**Exercise aim:**
Nothing in the records below should be altered when they are retyped.

(Task inputs Opens)

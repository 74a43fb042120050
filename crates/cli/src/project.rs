//! Project loading shared by all commands

use anyhow::Context as _;
use catalog::{load_catalog, Catalog};
use shared::CatalogConfig;
use std::path::PathBuf;
use tracing::debug;

/// Global options passed to every command
#[derive(Debug, Clone)]
pub struct Context {
    /// Path to agentdocs.yaml
    pub config_path: PathBuf,
    /// Print machine-readable JSON instead of text
    pub json: bool,
}

/// Loaded config and catalog
#[derive(Debug)]
pub struct Project {
    pub config: CatalogConfig,
    pub catalog: Catalog,
}

impl Project {
    /// Load the config (defaults if absent) and every definition it points at
    pub fn load(ctx: &Context) -> anyhow::Result<Self> {
        let config = load_config(ctx)?;
        let catalog = load_catalog(&config.agents_dir, &config.templates_dir).with_context(|| {
            format!(
                "failed to load catalog from {}",
                config.agents_dir.display()
            )
        })?;

        debug!(
            agents = catalog.len(),
            templates = catalog.templates().count(),
            "Loaded catalog"
        );
        Ok(Self { config, catalog })
    }
}

pub fn load_config(ctx: &Context) -> anyhow::Result<CatalogConfig> {
    CatalogConfig::load_or_default(&ctx.config_path)
        .with_context(|| format!("failed to read {}", ctx.config_path.display()))
}

/// Print a value as pretty JSON
pub fn print_json<T: serde::Serialize>(value: &T) -> anyhow::Result<()> {
    println!("{}", serde_json::to_string_pretty(value)?);
    Ok(())
}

(Task inputs Closes)

**Response to the exercise:**
repository 74a43fb042120050
filename crates/cli/src/project.rs
//! Project loading shared by all commands

use anyhow::Context as _;
use catalog::{load_catalog, Catalog};
use shared::CatalogConfig;
use std::path::PathBuf;
use tracing::debug;

/// Global options passed to every command
#[derive(Debug, Clone)]
pub struct Context {
    /// Path to agentdocs.yaml
    pub config_path: PathBuf,
    /// Print machine-readable JSON instead of text
    pub json: bool,
}

/// Loaded config and catalog
#[derive(Debug)]
pub struct Project {
    pub config: CatalogConfig,
    pub catalog: Catalog,
}

impl Project {
    /// Load the config (defaults if absent) and every definition it points at
    pub fn load(ctx: &Context) -> anyhow::Result<Self> {
        let config = load_config(ctx)?;
        let catalog = load_catalog(&config.agents_dir, &config.templates_dir).with_context(|| {
            format!(
                "failed to load catalog from {}",
                config.agents_dir.display()
            )
        })?;

        debug!(
            agents = catalog.len(),
            templates = catalog.templates().count(),
            "Loaded catalog"
        );
        Ok(Self { config, catalog })
    }
}

pub fn load_config(ctx: &Context) -> anyhow::Result<CatalogConfig> {
    CatalogConfig::load_or_default(&ctx.config_path)
        .with_context(|| format!("failed to read {}", ctx.config_path.display()))
}

/// Print a value as pretty JSON
pub fn print_json<T: serde::Serialize>(value: &T) -> anyhow::Result<()> {
    println!("{}", serde_json::to_string_pretty(value)?);
    Ok(())
}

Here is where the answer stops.